---------- Dataset entries

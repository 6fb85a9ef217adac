//! Sentence/word timestamp index
//!
//! A `TimeIndex` is the ordered Sentence → Word structure produced upstream by
//! TTS or forced alignment. It is immutable once built and carries no
//! behaviour beyond lookup; position resolution lives in [`crate::sync`].
//!
//! The on-disk form is JSON:
//!
//! ```json
//! {"sentences": [{"text": "Hello world.", "startTime": 0.0, "endTime": 2.5,
//!   "words": [{"text": "Hello", "start": 0.0, "end": 1.0}]}]}
//! ```
//!
//! A bare top-level array of sentences is accepted as well.

mod validate;

use std::fs;
use std::io::{BufReader, Read};
use std::path::Path;

use anyhow::{Context, Result};
use serde::{Deserialize, Serialize};

pub use validate::TimeIndexError;

/// A single timed word inside a sentence.
///
/// `end` is exclusive: a word covers `[start, end)`.
#[derive(Debug, Clone, PartialEq, Serialize, Deserialize)]
pub struct Word {
    pub text: String,
    pub start: f64,
    pub end: f64,
}

impl Word {
    pub fn new(text: impl Into<String>, start: f64, end: f64) -> Self {
        Self {
            text: text.into(),
            start,
            end,
        }
    }

    /// Whether `time` falls inside `[start, end)`.
    pub fn contains(&self, time: f64) -> bool {
        time >= self.start && time < self.end
    }

    /// Distance from `time` to the nearest edge of this word.
    ///
    /// Zero when `time` is inside the word.
    pub fn distance_to(&self, time: f64) -> f64 {
        if time < self.start {
            self.start - time
        } else if time >= self.end {
            time - self.end
        } else {
            0.0
        }
    }
}

/// A timed sentence with its words.
///
/// The `translation` payload is opaque to the engine and passed through as-is.
#[derive(Debug, Clone, PartialEq, Serialize, Deserialize)]
#[serde(rename_all = "camelCase")]
pub struct Sentence {
    pub text: String,
    #[serde(alias = "start_time")]
    pub start_time: f64,
    #[serde(alias = "end_time")]
    pub end_time: f64,
    #[serde(default)]
    pub words: Vec<Word>,
    #[serde(default, skip_serializing_if = "Option::is_none")]
    pub translation: Option<serde_json::Value>,
}

impl Sentence {
    pub fn new(text: impl Into<String>, start_time: f64, end_time: f64, words: Vec<Word>) -> Self {
        Self {
            text: text.into(),
            start_time,
            end_time,
            words,
            translation: None,
        }
    }

    /// Attach an opaque translation payload.
    pub fn with_translation(mut self, translation: serde_json::Value) -> Self {
        self.translation = Some(translation);
        self
    }

    /// Whether `time` falls inside the closed interval `[start_time, end_time]`.
    pub fn contains(&self, time: f64) -> bool {
        time >= self.start_time && time <= self.end_time
    }
}

/// How strictly to check a TimeIndex when it is parsed.
#[derive(Debug, Clone, Copy, Default, PartialEq, Eq, Serialize, Deserialize)]
#[serde(rename_all = "lowercase")]
pub enum ValidationMode {
    /// Accept the data as delivered
    #[default]
    Trust,
    /// Fail on the first ordering or interval violation
    Strict,
}

#[derive(Deserialize)]
#[serde(untagged)]
enum IndexDocument {
    Wrapped { sentences: Vec<Sentence> },
    Bare(Vec<Sentence>),
}

/// Ordered, immutable collection of sentences.
#[derive(Debug, Clone, Default, PartialEq, Serialize, Deserialize)]
pub struct TimeIndex {
    sentences: Vec<Sentence>,
}

impl TimeIndex {
    /// Build an index from sentences without checking invariants.
    pub fn new(sentences: Vec<Sentence>) -> Self {
        Self { sentences }
    }

    /// Build an index and fail fast on the first invariant violation.
    pub fn validated(sentences: Vec<Sentence>) -> Result<Self, TimeIndexError> {
        let index = Self::new(sentences);
        index.validate()?;
        Ok(index)
    }

    /// Parse an index from a JSON file
    pub fn parse<P: AsRef<Path>>(path: P, mode: ValidationMode) -> Result<Self> {
        let path = path.as_ref();
        let file =
            fs::File::open(path).with_context(|| format!("Failed to open file: {:?}", path))?;
        let reader = BufReader::new(file);

        Self::parse_reader(reader, mode)
            .with_context(|| format!("Failed to load time index from {:?}", path))
    }

    /// Parse an index from a reader
    pub fn parse_reader<R: Read>(reader: R, mode: ValidationMode) -> Result<Self> {
        let document: IndexDocument =
            serde_json::from_reader(reader).context("Failed to parse time index JSON")?;

        let sentences = match document {
            IndexDocument::Wrapped { sentences } => sentences,
            IndexDocument::Bare(sentences) => sentences,
        };

        let index = Self::new(sentences);
        if mode == ValidationMode::Strict {
            index.validate().context("Time index failed validation")?;
        }
        Ok(index)
    }

    /// Parse from a string
    pub fn parse_str(content: &str, mode: ValidationMode) -> Result<Self> {
        Self::parse_reader(content.as_bytes(), mode)
    }

    /// Serialize to pretty-printed JSON
    pub fn to_json(&self) -> Result<String> {
        serde_json::to_string_pretty(self).context("Failed to serialize time index")
    }

    pub fn sentences(&self) -> &[Sentence] {
        &self.sentences
    }

    pub fn len(&self) -> usize {
        self.sentences.len()
    }

    pub fn is_empty(&self) -> bool {
        self.sentences.is_empty()
    }

    pub fn sentence(&self, index: usize) -> Option<&Sentence> {
        self.sentences.get(index)
    }

    pub fn word(&self, sentence: usize, word: usize) -> Option<&Word> {
        self.sentence(sentence).and_then(|s| s.words.get(word))
    }

    /// Total number of words across all sentences
    pub fn word_count(&self) -> usize {
        self.sentences.iter().map(|s| s.words.len()).sum()
    }

    /// End of the last sentence, used when no media duration is known.
    pub fn duration_hint(&self) -> f64 {
        self.sentences.last().map(|s| s.end_time).unwrap_or(0.0)
    }
}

--------------------

• **Directions**
Using the records above, filter out every line that lacks the string "alias" and copy the rest.

• **Result of this task**
    #[serde(alias = "start_time")]
    #[serde(alias = "end_time")]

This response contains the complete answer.